# What you have to do
Repeat the listing that follows without a single change.

# Provided data
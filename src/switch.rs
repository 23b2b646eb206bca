//! The only non-portable part of the crate: a register snapshot and the routine that swaps one for
//! another. Everything else is written against [`switch`]'s contract.
mod arch;
pub use arch::Context;

/// Saves the running context into `from` and continues execution from `to`.
///
/// Control comes back to the caller only when some later switch loads `from` again.
///
/// # Safety
///
/// * `from` must be valid for writes and stay alive until it has been switched back to (or
///   forgotten for good).
/// * `to` must hold a context saved by a previous `switch` or built by [`Context::new`], and the
///   stack it refers to must still be allocated.
#[inline(always)]
pub unsafe fn switch(from: *mut Context, to: *const Context) {
  arch::cofiber_switch(from, to)
}

/// Address of the assembly trampoline that starts every fresh context.
pub(crate) fn trampoline() -> usize {
  arch::cofiber_trampoline as *const () as usize
}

# Solution to this exercise
filename src/switch.rs
repository 23b2b646eb206bca
//! The only non-portable part of the crate: a register snapshot and the routine that swaps one for
//! another. Everything else is written against [`switch`]'s contract.
mod arch;
pub use arch::Context;

/// Saves the running context into `from` and continues execution from `to`.
///
/// Control comes back to the caller only when some later switch loads `from` again.
///
/// # Safety
///
/// * `from` must be valid for writes and stay alive until it has been switched back to (or
///   forgotten for good).
/// * `to` must hold a context saved by a previous `switch` or built by [`Context::new`], and the
///   stack it refers to must still be allocated.
#[inline(always)]
pub unsafe fn switch(from: *mut Context, to: *const Context) {
  arch::cofiber_switch(from, to)
}

/// Address of the assembly trampoline that starts every fresh context.
pub(crate) fn trampoline() -> usize {
  arch::cofiber_trampoline as *const () as usize
}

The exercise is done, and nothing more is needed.